We know it can’t be done here in Bangkok. I will detail why, if I can find out. It isn’t because same-sex unions are not recognised by Thailand, because, they also aren’t in Vietnam, which is where we are planning to go. All I know at present, is that consular services provided by British Embassies abroad are at the discretion of the Ambassador. Our hypothseis is that given the MASSIVE number of expats here, the embassy has had to prioritise certain services and remove others (although is would seem that many services are outsourced to a company, so noone knows exactly what the UK Embassy spends its time doing – again, I will see if I can find out).

We have known for a good year or so that we have a very good shot at a long life together and want a lot of the same things – obviously we wouldn’t have gone ahead with out pregnancy attempts otherwise (I won’t bore you with how much A is the best in the world), and we confirmed our decision to marry after a lovely family holiday over Christmas. We wrongly assumed, however that we would need to go on an inconveniently timed and expensive holiday to the UK to do it, which wasn’t an option until after the pregnancy really. So we had kind of resigned ourself to the slightly awkward truth that our child would not be officially our child anywhere in the world. I wasn’t particularly happy about it but saw an adoption by A from the UK at a later date as the answer; the “best fit”. It’s important to me that our child’s relationship with A is recognised and protected by UK law, if not by Thai.

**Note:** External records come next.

//! Daemon configuration: CLI flags (for one-off overrides) layered over a
//! TOML file on disk, the way a long-running daemon is normally configured.

use crate::error::{invalid_config, CoreError};
use clap::Parser;
use serde::{Deserialize, Serialize};
use std::net::SocketAddr;
use std::path::PathBuf;

fn default_watch_root() -> PathBuf {
    PathBuf::from("./sync")
}
fn default_control_socket() -> PathBuf {
    PathBuf::from("/tmp/sentinel_daemon.sock")
}
fn default_listen_port() -> u16 {
    9443
}
fn default_discovery_port() -> u16 {
    9444
}
fn default_discovery_broadcast() -> SocketAddr {
    "255.255.255.255:9444".parse().unwrap()
}
fn default_max_active_peers() -> usize {
    8
}
fn default_chunk_size() -> usize {
    crate::types::DEFAULT_CHUNK_SIZE
}
fn default_log_dir() -> PathBuf {
    PathBuf::from("./logs")
}
fn default_log_rotation_bytes() -> u64 {
    100 * 1024 * 1024
}
fn default_upload_limit() -> Option<u64> {
    None
}

#[derive(Debug, Clone, Serialize, Deserialize)]
pub struct DaemonConfig {
    #[serde(default)]
    pub peer_id: String,
    #[serde(default)]
    pub session_code: String,
    #[serde(default = "default_watch_root")]
    pub watch_root: PathBuf,
    #[serde(default = "default_control_socket")]
    pub control_socket: PathBuf,
    #[serde(default = "default_listen_port")]
    pub listen_port: u16,
    #[serde(default = "default_discovery_port")]
    pub discovery_port: u16,
    #[serde(default = "default_discovery_broadcast")]
    pub discovery_broadcast: SocketAddr,
    #[serde(default = "default_max_active_peers")]
    pub max_active_peers: usize,
    #[serde(default = "default_chunk_size")]
    pub chunk_size: usize,
    #[serde(default = "default_upload_limit")]
    pub global_upload_limit_bps: Option<u64>,
    #[serde(default = "default_upload_limit")]
    pub global_download_limit_bps: Option<u64>,
    #[serde(default)]
    pub ignore_globs: Vec<String>,
    #[serde(default = "default_log_dir")]
    pub log_dir: PathBuf,
    #[serde(default = "default_log_rotation_bytes")]
    pub log_rotation_bytes: u64,
}

impl Default for DaemonConfig {
    fn default() -> Self {
        Self {
            peer_id: String::new(),
            session_code: String::new(),
            watch_root: default_watch_root(),
            control_socket: default_control_socket(),
            listen_port: default_listen_port(),
            discovery_port: default_discovery_port(),
            discovery_broadcast: default_discovery_broadcast(),
            max_active_peers: default_max_active_peers(),
            chunk_size: default_chunk_size(),
            global_upload_limit_bps: default_upload_limit(),
            global_download_limit_bps: default_upload_limit(),
            ignore_globs: Vec::new(),
            log_dir: default_log_dir(),
            log_rotation_bytes: default_log_rotation_bytes(),
        }
    }
}

impl DaemonConfig {
    pub fn from_toml_str(s: &str) -> Result<Self, CoreError> {
        toml::from_str(s).map_err(|e| invalid_config(format!("malformed config: {e}")))
    }

    pub fn load_from_file(path: &std::path::Path) -> Result<Self, CoreError> {
        let text = std::fs::read_to_string(path)?;
        Self::from_toml_str(&text)
    }

    pub fn validate(&self) -> Result<(), CoreError> {
        if self.peer_id.trim().is_empty() {
            return Err(invalid_config("peer_id must not be empty"));
        }
        if !self.watch_root.exists() {
            return Err(invalid_config(format!("watch_root does not exist: {}", self.watch_root.display())));
        }
        if self.max_active_peers == 0 {
            return Err(invalid_config("max_active_peers must be at least 1"));
        }
        Ok(())
    }

    pub fn apply_overrides(&mut self, cli: &CliArgs) {
        if let Some(peer_id) = &cli.peer_id {
            self.peer_id = peer_id.clone();
        }
        if let Some(session_code) = &cli.session_code {
            self.session_code = session_code.clone();
        }
        if let Some(watch_root) = &cli.watch_root {
            self.watch_root = watch_root.clone();
        }
        if let Some(port) = cli.listen_port {
            self.listen_port = port;
        }
        if let Some(socket) = &cli.control_socket {
            self.control_socket = socket.clone();
        }
    }
}

/// Command-line overrides layered on top of the TOML config file.
#[derive(Debug, Parser)]
#[command(name = "sentinelfsd", version, about = "SentinelFS peer-to-peer sync daemon")]
pub struct CliArgs {
    /// Path to a TOML configuration file
    #[arg(short, long, default_value = "./sentinelfs.toml")]
    pub config: PathBuf,

    /// Override this peer's identifier
    #[arg(long)]
    pub peer_id: Option<String>,

    /// Override the shared session code
    #[arg(long)]
    pub session_code: Option<String>,

    /// Override the directory being watched and synchronized
    #[arg(long)]
    pub watch_root: Option<PathBuf>,

    /// Override the TCP port peers connect to
    #[arg(long)]
    pub listen_port: Option<u16>,

    /// Override the control socket path
    #[arg(long)]
    pub control_socket: Option<PathBuf>,

    /// Run in the foreground with verbose logging instead of as a daemon
    #[arg(long)]
    pub foreground: bool,
}

#[cfg(test)]
mod tests {
    use super::*;

    #[test]
    fn defaults_populate_every_field() {
        let config = DaemonConfig::default();
        assert_eq!(config.listen_port, 9443);
        assert_eq!(config.chunk_size, crate::types::DEFAULT_CHUNK_SIZE);
    }

    #[test]
    fn parses_partial_toml_with_defaults() {
        let toml = r#"
            peer_id = "peer-a"
            session_code = "s3cr3t"
            listen_port = 6000
        "#;
        let config = DaemonConfig::from_toml_str(toml).unwrap();
        assert_eq!(config.peer_id, "peer-a");
        assert_eq!(config.listen_port, 6000);
        assert_eq!(config.max_active_peers, default_max_active_peers());
    }

    #[test]
    fn validate_rejects_empty_peer_id() {
        let mut config = DaemonConfig::default();
        config.watch_root = std::env::temp_dir();
        assert!(config.validate().is_err());
        config.peer_id = "peer-a".to_string();
        assert!(config.validate().is_ok());
    }

    #[test]
    fn rejects_malformed_toml() {
        assert!(DaemonConfig::from_toml_str("not = [valid").is_err());
    }
}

So, we are now in the process of planning and checking the small print… we need to:

  • hear back from the embassy in vietnam
  • book flights for two visits to vietnam
  • Arrange visas
  • Arrange A’s Thai (translated) document officiating her availablity to marry me
  • stay in Vietnam for 7 whole days and register our intent with all relevant docs
  • go back after the registration has been public for 14 days and GET MARRIED!

The extra bonus to doing this now and not later in the UK is that after the CP, we can register the birth according to UK law with both our names as the two parents (and that apparently can be done in Bangkok!). So as we understand it, even though it will be my name alone on the Thai birth certificate, our family will be registered properly from its inception.

To do this we need to take our baby’s Thai birth cert, my birth cert, A’s passport/ birth cert and our CP certificate. Then we can get our ‘Consular birth registration’.

A lot of this needs confirming, but it’s pretty awesome if it works, right! In my school summer holiday we plan to make both the necessary trips to Hanoi in Vietnam. We are very lucky to have a pair of friends going through the CP in Hanoi a few months ahead of us who will be able to confirm any fuzzy bits (they already gave us the email of the person we need to contact 🙂 ). We are also friends with a British lesbian couple who have had a baby here and registered the baby under both their names – I am waiting to hear back from them too for all the deets!

I know it may be jumping the gun a little as I am currently only 5 weeks pregnant. However, given our particular circumstances it’s important to plan ahead. And I am thinking positive. I have not told so many people about this pregnancy, so this online channel is still incredibly important to me. I have always, always found the writing things down helps me stay calm, order my thoughts etc…

Thanks for reading!







  1. so great that you can get married there and get all the correct documents from the get-go! Are you going to do a big wedding, or just a quiet one?

    1. very very quiet. I think it is very short notice to organise anything big, especially in another country. We will celebrate, but probably back in Bangkok.

  2. That is quite the process! But being married at the end will make it all worth it. What a happy time in your life this must be 🙂

    1. it is very exciting! 🙂

  3. double congratulations then! When my partner E. got pregnant in 2010 we decided to get married in Spain even though we live in Ireland (at the time there was no CP in Eire) and even though same sex marriage is legal in Spain it was quite difficult to get all the paperwork in order , I’m italian, she’s spanish, we live in Ireland…but we did it and it was very important for me especially when my daughter was born!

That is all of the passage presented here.